Defeitos e inspecção

Defeitos e inspecção

Catálogo das imperfeições segundo a ISO 6520: causas, reparação e os ensaios que as detectam.

Todos os cordões têm imperfeições. O que conta é de que tipo e de que tamanho, porque a ISO 5817 trata-as de maneira muito diferente: os poros têm uma percentagem admissível, as fissuras não têm nenhuma.

A secção está arrumada por defeito e não por processo, porque a cura segue o defeito. A porosidade é um problema de protecção e de limpeza. A mordedura é corrente, comprimento de arco e ângulo. A falta de fusão é calor e para onde aponta o arco. As fissuras dividem-se em três mecanismos distintos que só partilham o nome — e distingui-los começa por saber quando a fissura apareceu, não com que cara ficou.
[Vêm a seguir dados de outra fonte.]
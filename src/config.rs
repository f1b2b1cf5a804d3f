//! Configuration types.

use std::str::FromStr;
use std::time::Duration;

use secrecy::SecretString;

use crate::error::ConfigError;

/// Dispatch policy configuration.
#[derive(Debug, Clone)]
pub struct DispatchConfig {
    /// Maximum time between assignment and a terminal signal.
    pub sla: Duration,
    /// How many times an item may be claimed before a timeout finalizes it as aborted.
    pub max_attempts: u32,
    /// How often the background sweep evaluates SLA timeouts.
    pub sweep_interval: Duration,
    /// Time between routine compliance checks of a worker.
    pub compliance_cadence: Duration,
    /// First retry delay after a failed compliance check.
    pub compliance_base_backoff: Duration,
    /// Upper bound for the compliance retry delay.
    pub compliance_max_backoff: Duration,
    /// How often the compliance task looks for due checks.
    pub compliance_poll_interval: Duration,
    /// Score weights per report kind.
    pub report_weights: ReportWeights,
    /// Number of most recent handled items considered per worker.
    pub score_window: usize,
    /// Aggregate score below which a worker is sent to a compliance check.
    pub score_threshold: i64,
    /// Capacity of the item event broadcast channel.
    pub event_capacity: usize,
    /// Credential for operator routes. Those routes are closed when unset.
    pub operator_key: Option<SecretString>,
}

/// Signed score adjustment for each report kind.
#[derive(Debug, Clone, Copy)]
pub struct ReportWeights {
    pub spam: i64,
    pub offensive: i64,
    pub feedback: i64,
}

impl Default for ReportWeights {
    fn default() -> Self {
        Self {
            spam: -3,
            offensive: -5,
            feedback: -1,
        }
    }
}

impl Default for DispatchConfig {
    fn default() -> Self {
        Self {
            sla: Duration::from_secs(120),
            max_attempts: 3,
            sweep_interval: Duration::from_secs(10),
            compliance_cadence: Duration::from_secs(6 * 3600), // 6 hours
            compliance_base_backoff: Duration::from_secs(60),
            compliance_max_backoff: Duration::from_secs(3600),
            compliance_poll_interval: Duration::from_secs(30),
            report_weights: ReportWeights::default(),
            score_window: 10,
            score_threshold: -12,
            event_capacity: 256,
            operator_key: None,
        }
    }
}

impl DispatchConfig {
    /// Build a config from `DISPATCH_*` environment variables, falling back
    /// to defaults for anything unset.
    pub fn from_env() -> Result<Self, ConfigError> {
        Self::from_lookup(|key| std::env::var(key).ok())
    }

    /// Build a config from an arbitrary key lookup.
    pub fn from_lookup<F>(lookup: F) -> Result<Self, ConfigError>
    where
        F: Fn(&str) -> Option<String>,
    {
        let defaults = Self::default();
        let secs = |key: &str, default: Duration| -> Result<Duration, ConfigError> {
            Ok(parse_var::<u64>(&lookup, key)?
                .map(Duration::from_secs)
                .unwrap_or(default))
        };

        let config = Self {
            sla: secs("DISPATCH_SLA_SECS", defaults.sla)?,
            max_attempts: parse_var(&lookup, "DISPATCH_MAX_ATTEMPTS")?
                .unwrap_or(defaults.max_attempts),
            sweep_interval: secs("DISPATCH_SWEEP_INTERVAL_SECS", defaults.sweep_interval)?,
            compliance_cadence: secs(
                "DISPATCH_COMPLIANCE_CADENCE_SECS",
                defaults.compliance_cadence,
            )?,
            compliance_base_backoff: secs(
                "DISPATCH_COMPLIANCE_BACKOFF_SECS",
                defaults.compliance_base_backoff,
            )?,
            compliance_max_backoff: secs(
                "DISPATCH_COMPLIANCE_MAX_BACKOFF_SECS",
                defaults.compliance_max_backoff,
            )?,
            compliance_poll_interval: secs(
                "DISPATCH_COMPLIANCE_POLL_SECS",
                defaults.compliance_poll_interval,
            )?,
            report_weights: ReportWeights {
                spam: parse_var(&lookup, "DISPATCH_WEIGHT_SPAM")?
                    .unwrap_or(defaults.report_weights.spam),
                offensive: parse_var(&lookup, "DISPATCH_WEIGHT_OFFENSIVE")?
                    .unwrap_or(defaults.report_weights.offensive),
                feedback: parse_var(&lookup, "DISPATCH_WEIGHT_FEEDBACK")?
                    .unwrap_or(defaults.report_weights.feedback),
            },
            score_window: parse_var(&lookup, "DISPATCH_SCORE_WINDOW")?
                .unwrap_or(defaults.score_window),
            score_threshold: parse_var(&lookup, "DISPATCH_SCORE_THRESHOLD")?
                .unwrap_or(defaults.score_threshold),
            event_capacity: defaults.event_capacity,
            operator_key: lookup("DISPATCH_OPERATOR_KEY")
                .map(|key| key.trim().to_string())
                .filter(|key| !key.is_empty())
                .map(SecretString::from),
        };

        if config.max_attempts == 0 {
            return Err(ConfigError::InvalidValue {
                key: "DISPATCH_MAX_ATTEMPTS".to_string(),
                message: "must be at least 1".to_string(),
            });
        }
        if config.score_window == 0 {
            return Err(ConfigError::InvalidValue {
                key: "DISPATCH_SCORE_WINDOW".to_string(),
                message: "must be at least 1".to_string(),
            });
        }

        Ok(config)
    }
}

fn parse_var<T>(lookup: &impl Fn(&str) -> Option<String>, key: &str) -> Result<Option<T>, ConfigError>
where
    T: FromStr,
    T::Err: std::fmt::Display,
{
    match lookup(key) {
        None => Ok(None),
        Some(raw) => raw
            .trim()
            .parse::<T>()
            .map(Some)
            .map_err(|e| ConfigError::InvalidValue {
                key: key.to_string(),
                message: format!("{raw:?}: {e}"),
            }),
    }
}

#[cfg(test)]
mod tests {
    use std::collections::HashMap;

    use super::*;

    fn lookup_from(pairs: &[(&str, &str)]) -> impl Fn(&str) -> Option<String> {
        let map: HashMap<String, String> = pairs
            .iter()
            .map(|(k, v)| (k.to_string(), v.to_string()))
            .collect();
        move |key| map.get(key).cloned()
    }

    #[test]
    fn empty_env_gives_defaults() {
        let config = DispatchConfig::from_lookup(|_| None).unwrap();
        assert_eq!(config.sla, DispatchConfig::default().sla);
        assert_eq!(config.max_attempts, 3);
        assert_eq!(config.score_threshold, -12);
    }

    #[test]
    fn env_overrides_are_applied() {
        let config = DispatchConfig::from_lookup(lookup_from(&[
            ("DISPATCH_SLA_SECS", "5"),
            ("DISPATCH_MAX_ATTEMPTS", "1"),
            ("DISPATCH_WEIGHT_OFFENSIVE", "-10"),
        ]))
        .unwrap();
        assert_eq!(config.sla, Duration::from_secs(5));
        assert_eq!(config.max_attempts, 1);
        assert_eq!(config.report_weights.offensive, -10);
    }

    #[test]
    fn unparsable_value_is_rejected() {
        let err = DispatchConfig::from_lookup(lookup_from(&[("DISPATCH_SLA_SECS", "soon")]))
            .unwrap_err();
        assert!(err.to_string().contains("DISPATCH_SLA_SECS"));
    }

    #[test]
    fn operator_key_is_optional() {
        use secrecy::ExposeSecret;

        assert!(DispatchConfig::from_lookup(|_| None).unwrap().operator_key.is_none());
        let blank = DispatchConfig::from_lookup(lookup_from(&[("DISPATCH_OPERATOR_KEY", "  ")]))
            .unwrap();
        assert!(blank.operator_key.is_none());

        let set = DispatchConfig::from_lookup(lookup_from(&[("DISPATCH_OPERATOR_KEY", "op-secret")]))
            .unwrap();
        assert_eq!(
            set.operator_key.as_ref().map(|k| k.expose_secret()),
            Some("op-secret")
        );
    }

    #[test]
    fn zero_attempts_is_rejected() {
        assert!(DispatchConfig::from_lookup(lookup_from(&[("DISPATCH_MAX_ATTEMPTS", "0")])).is_err());
    }
}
Duas coisas valem a pena antes de ler o resto. Primeiro, aspecto e aceitação são perguntas diferentes: um cordão ondulado dentro dos limites passa, e um cordão bonito com uma fissura por baixo não passa. Segundo, alguns dos piores defeitos são invisíveis à superfície — e é por isso que escolher entre radiografia e ultrassons não é uma formalidade.

Perguntas frequentes

Que defeitos nunca são aceitáveis?

Fissuras e falta de fusão, em todos os níveis de qualidade da ISO 5817. Tudo o resto tem um limite que depende do nível e da espessura; estes dois não têm.

O cordão está feio. Quer dizer que tem defeito?

Por si só, não. A aceitação mede-se contra o nível de qualidade indicado no desenho. Um cordão irregular dentro dos limites passa, e um cordão bonito com falta de fusão por baixo não passa — que é a razão de existirem os ensaios não destrutivos.

Porque é que alguns defeitos só aparecem no dia seguinte?

É a fissuração a frio induzida pelo hidrogénio. O hidrogénio precisa de tempo para difundir até ao ponto de maior tensão, por isso a fissura pode levar horas e até dois dias a formar-se. É por isso que as juntas críticas são inspeccionadas com um intervalo e não logo a seguir à bancada.